*** Block opens ***

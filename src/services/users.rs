use chrono::Utc;
use serde::Serialize;
use sqlx::SqliteConnection;
use uuid::Uuid;

use crate::app::AppState;
use crate::authz::{
    derive_update_side_effects, Action, PolicyEvaluator, Principal, Role, RoleTier, Target, UpdateSideEffects,
    UserTarget,
};
use crate::db::{roles, sessions, trash, users};
use crate::errors::{AppError, AppResult};
use crate::lifecycle::{self, Lifecycle, TrashStore};
use crate::models::rbac::EffectivePermissions;
use crate::models::user::{NewUser, User, UserChanges};

#[derive(Debug, Clone, Serialize)]
pub struct UserUpdate {
    pub user: User,
    pub side_effects: UpdateSideEffects,
    pub sessions_revoked: u64,
}

async fn target_for(conn: &mut SqliteConnection, user_id: Uuid) -> AppResult<UserTarget> {
    let held = roles::roles_for_user(conn, user_id).await?;
    Ok(UserTarget::from_roles(user_id, &held))
}

/// Same as [`target_for`] on a connection released before returning.
async fn load_target(state: &AppState, user_id: Uuid) -> AppResult<UserTarget> {
    let mut conn = state.pool.acquire().await?;
    target_for(&mut conn, user_id).await
}

async fn tier_role(conn: &mut SqliteConnection, tier: RoleTier) -> AppResult<Role> {
    roles::find_role_by_name(conn, tier.name())
        .await?
        .ok_or_else(|| AppError::configuration(format!("role {} is not provisioned", tier)))
}

pub async fn list(state: &AppState, actor: &Principal) -> AppResult<Vec<User>> {
    state.policy.authorize(actor, Action::Browse, Target::Users)?;
    users::list_live(&state.pool).await
}

pub async fn view(state: &AppState, actor: &Principal, id: Uuid) -> AppResult<User> {
    let user: User = lifecycle::find_live(&state.store(), id).await?;
    let target = load_target(state, id).await?;
    state.policy.authorize(actor, Action::View, Target::User(&target))?;
    Ok(user)
}

/// Roles and granted permissions of a user, as visible to `actor`.
pub async fn effective_permissions(state: &AppState, actor: &Principal, id: Uuid) -> AppResult<EffectivePermissions> {
    let user = view(state, actor, id).await?;
    let mut conn = state.pool.acquire().await?;
    let held = roles::roles_for_user(&mut conn, id).await?;
    Ok(EffectivePermissions::from(&Principal::from_user(&user, held)))
}

/// Create a user holding exactly the requested fixed role.
pub async fn create(state: &AppState, actor: &Principal, new: &NewUser) -> AppResult<User> {
    state.policy.authorize(actor, Action::Create, Target::NewUser(new.role))?;

    let mut tx = state.pool.begin().await?;
    let role = tier_role(&mut tx, new.role).await?;
    let user = users::insert(&mut tx, new).await?;
    roles::assign_role(&mut tx, user.id, role.id).await?;
    tx.commit().await?;

    tracing::info!(user_id = %user.id, role = %new.role, actor = %actor.user_id, "user created");
    Ok(user)
}

/// Apply `changes` together with the side effects they imply, in one
/// transaction.
pub async fn update(state: &AppState, actor: &Principal, id: Uuid, changes: &UserChanges) -> AppResult<UserUpdate> {
    let mut tx = state.pool.begin().await?;

    let user = users::find_live(&mut tx, id)
        .await?
        .ok_or_else(|| AppError::not_found("user not found"))?;
    let target = target_for(&mut tx, id).await?;
    state.policy.authorize(actor, Action::Update, Target::UserEdit(&target, changes))?;

    let side_effects = derive_update_side_effects(&target, changes);
    let updated = users::apply_changes(&mut tx, &user, changes, side_effects.clear_verification).await?;

    if let Some(tier) = changes.role {
        let role = tier_role(&mut tx, tier).await?;
        roles::replace_roles(&mut tx, id, role.id).await?;
    }

    let sessions_revoked = if side_effects.revoke_tokens {
        sessions::revoke_all(&mut tx, id).await?
    } else {
        0
    };

    tx.commit().await?;

    tracing::info!(
        user_id = %id,
        actor = %actor.user_id,
        status = %updated.status,
        sessions_revoked,
        verification_cleared = side_effects.clear_verification,
        "user updated"
    );
    Ok(UserUpdate { user: updated, side_effects, sessions_revoked })
}

/// Soft delete a user and cut their sessions in one transaction.
/// Super-admins are never deleted through here, whoever asks.
pub async fn delete(state: &AppState, actor: &Principal, id: Uuid) -> AppResult<User> {
    let user: User = lifecycle::find_live(&state.store(), id).await?;
    let target = load_target(state, id).await?;

    if target.is_super_admin() {
        tracing::warn!(user_id = %id, actor = %actor.user_id, "refused to delete a super-admin");
        return Err(AppError::forbidden());
    }
    state.policy.authorize(actor, Action::Delete, Target::User(&target))?;

    let deleted_at = Utc::now();
    let trashed = Lifecycle::new(user)
        .soft_delete(deleted_at)
        .map_err(|_| AppError::not_found("user not found"))?;

    let mut tx = state.pool.begin().await?;
    if !trash::mark_deleted_on::<User>(&mut tx, id, deleted_at).await? {
        return Err(AppError::not_found("user not found"));
    }
    let revoked = sessions::revoke_all(&mut tx, id).await?;
    tx.commit().await?;

    tracing::info!(user_id = %id, actor = %actor.user_id, revoked, "user deleted");
    Ok(trashed)
}

pub async fn list_trashed(state: &AppState, actor: &Principal) -> AppResult<Vec<User>> {
    let filter = state.policy.user_trash_filter(actor, Action::BrowseTrash)?;
    TrashStore::<User>::list_trashed(&state.store(), filter).await
}

pub async fn restore(state: &AppState, actor: &Principal, id: Uuid) -> AppResult<User> {
    let store = state.store();
    let user: User = lifecycle::find_trashed(&store, id).await?;
    let target = load_target(state, id).await?;
    state.policy.authorize(actor, Action::Restore, Target::User(&target))?;
    lifecycle::restore(&store, user).await
}

/// Permanently remove a trashed user. Their jokes survive.
pub async fn purge(state: &AppState, actor: &Principal, id: Uuid) -> AppResult<Uuid> {
    let store = state.store();
    let user: User = lifecycle::find_trashed(&store, id).await?;
    let target = load_target(state, id).await?;
    state.policy.authorize(actor, Action::Purge, Target::User(&target))?;
    lifecycle::purge(&store, user).await
}

pub async fn restore_all(state: &AppState, actor: &Principal) -> AppResult<u64> {
    let filter = state.policy.user_trash_filter(actor, Action::Restore)?;
    lifecycle::restore_all::<User, _>(&state.store(), filter).await
}

pub async fn purge_all(state: &AppState, actor: &Principal) -> AppResult<u64> {
    let filter = state.policy.user_trash_filter(actor, Action::Purge)?;
    lifecycle::purge_all::<User, _>(&state.store(), filter).await
}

*** Block closes ***

PROBLEM TO SOLVE:
Transcribe the data above in full, exactly.

SOLUTION TO THIS EXERCISE:
filename src/services/users.rs
use chrono::Utc;
use serde::Serialize;
use sqlx::SqliteConnection;
use uuid::Uuid;

use crate::app::AppState;
use crate::authz::{
    derive_update_side_effects, Action, PolicyEvaluator, Principal, Role, RoleTier, Target, UpdateSideEffects,
    UserTarget,
};
use crate::db::{roles, sessions, trash, users};
use crate::errors::{AppError, AppResult};
use crate::lifecycle::{self, Lifecycle, TrashStore};
use crate::models::rbac::EffectivePermissions;
use crate::models::user::{NewUser, User, UserChanges};

#[derive(Debug, Clone, Serialize)]
pub struct UserUpdate {
    pub user: User,
    pub side_effects: UpdateSideEffects,
    pub sessions_revoked: u64,
}

async fn target_for(conn: &mut SqliteConnection, user_id: Uuid) -> AppResult<UserTarget> {
    let held = roles::roles_for_user(conn, user_id).await?;
    Ok(UserTarget::from_roles(user_id, &held))
}

/// Same as [`target_for`] on a connection released before returning.
async fn load_target(state: &AppState, user_id: Uuid) -> AppResult<UserTarget> {
    let mut conn = state.pool.acquire().await?;
    target_for(&mut conn, user_id).await
}

async fn tier_role(conn: &mut SqliteConnection, tier: RoleTier) -> AppResult<Role> {
    roles::find_role_by_name(conn, tier.name())
        .await?
        .ok_or_else(|| AppError::configuration(format!("role {} is not provisioned", tier)))
}

pub async fn list(state: &AppState, actor: &Principal) -> AppResult<Vec<User>> {
    state.policy.authorize(actor, Action::Browse, Target::Users)?;
    users::list_live(&state.pool).await
}

pub async fn view(state: &AppState, actor: &Principal, id: Uuid) -> AppResult<User> {
    let user: User = lifecycle::find_live(&state.store(), id).await?;
    let target = load_target(state, id).await?;
    state.policy.authorize(actor, Action::View, Target::User(&target))?;
    Ok(user)
}

/// Roles and granted permissions of a user, as visible to `actor`.
pub async fn effective_permissions(state: &AppState, actor: &Principal, id: Uuid) -> AppResult<EffectivePermissions> {
    let user = view(state, actor, id).await?;
    let mut conn = state.pool.acquire().await?;
    let held = roles::roles_for_user(&mut conn, id).await?;
    Ok(EffectivePermissions::from(&Principal::from_user(&user, held)))
}

/// Create a user holding exactly the requested fixed role.
pub async fn create(state: &AppState, actor: &Principal, new: &NewUser) -> AppResult<User> {
    state.policy.authorize(actor, Action::Create, Target::NewUser(new.role))?;

    let mut tx = state.pool.begin().await?;
    let role = tier_role(&mut tx, new.role).await?;
    let user = users::insert(&mut tx, new).await?;
    roles::assign_role(&mut tx, user.id, role.id).await?;
    tx.commit().await?;

    tracing::info!(user_id = %user.id, role = %new.role, actor = %actor.user_id, "user created");
    Ok(user)
}

/// Apply `changes` together with the side effects they imply, in one
/// transaction.
pub async fn update(state: &AppState, actor: &Principal, id: Uuid, changes: &UserChanges) -> AppResult<UserUpdate> {
    let mut tx = state.pool.begin().await?;

    let user = users::find_live(&mut tx, id)
        .await?
        .ok_or_else(|| AppError::not_found("user not found"))?;
    let target = target_for(&mut tx, id).await?;
    state.policy.authorize(actor, Action::Update, Target::UserEdit(&target, changes))?;

    let side_effects = derive_update_side_effects(&target, changes);
    let updated = users::apply_changes(&mut tx, &user, changes, side_effects.clear_verification).await?;

    if let Some(tier) = changes.role {
        let role = tier_role(&mut tx, tier).await?;
        roles::replace_roles(&mut tx, id, role.id).await?;
    }

    let sessions_revoked = if side_effects.revoke_tokens {
        sessions::revoke_all(&mut tx, id).await?
    } else {
        0
    };

    tx.commit().await?;

    tracing::info!(
        user_id = %id,
        actor = %actor.user_id,
        status = %updated.status,
        sessions_revoked,
        verification_cleared = side_effects.clear_verification,
        "user updated"
    );
    Ok(UserUpdate { user: updated, side_effects, sessions_revoked })
}

/// Soft delete a user and cut their sessions in one transaction.
/// Super-admins are never deleted through here, whoever asks.
pub async fn delete(state: &AppState, actor: &Principal, id: Uuid) -> AppResult<User> {
    let user: User = lifecycle::find_live(&state.store(), id).await?;
    let target = load_target(state, id).await?;

    if target.is_super_admin() {
        tracing::warn!(user_id = %id, actor = %actor.user_id, "refused to delete a super-admin");
        return Err(AppError::forbidden());
    }
    state.policy.authorize(actor, Action::Delete, Target::User(&target))?;

    let deleted_at = Utc::now();
    let trashed = Lifecycle::new(user)
        .soft_delete(deleted_at)
        .map_err(|_| AppError::not_found("user not found"))?;

    let mut tx = state.pool.begin().await?;
    if !trash::mark_deleted_on::<User>(&mut tx, id, deleted_at).await? {
        return Err(AppError::not_found("user not found"));
    }
    let revoked = sessions::revoke_all(&mut tx, id).await?;
    tx.commit().await?;

    tracing::info!(user_id = %id, actor = %actor.user_id, revoked, "user deleted");
    Ok(trashed)
}

pub async fn list_trashed(state: &AppState, actor: &Principal) -> AppResult<Vec<User>> {
    let filter = state.policy.user_trash_filter(actor, Action::BrowseTrash)?;
    TrashStore::<User>::list_trashed(&state.store(), filter).await
}

pub async fn restore(state: &AppState, actor: &Principal, id: Uuid) -> AppResult<User> {
    let store = state.store();
    let user: User = lifecycle::find_trashed(&store, id).await?;
    let target = load_target(state, id).await?;
    state.policy.authorize(actor, Action::Restore, Target::User(&target))?;
    lifecycle::restore(&store, user).await
}

/// Permanently remove a trashed user. Their jokes survive.
pub async fn purge(state: &AppState, actor: &Principal, id: Uuid) -> AppResult<Uuid> {
    let store = state.store();
    let user: User = lifecycle::find_trashed(&store, id).await?;
    let target = load_target(state, id).await?;
    state.policy.authorize(actor, Action::Purge, Target::User(&target))?;
    lifecycle::purge(&store, user).await
}

pub async fn restore_all(state: &AppState, actor: &Principal) -> AppResult<u64> {
    let filter = state.policy.user_trash_filter(actor, Action::Restore)?;
    lifecycle::restore_all::<User, _>(&state.store(), filter).await
}

pub async fn purge_all(state: &AppState, actor: &Principal) -> AppResult<u64> {
    let filter = state.policy.user_trash_filter(actor, Action::Purge)?;
    lifecycle::purge_all::<User, _>(&state.store(), filter).await
}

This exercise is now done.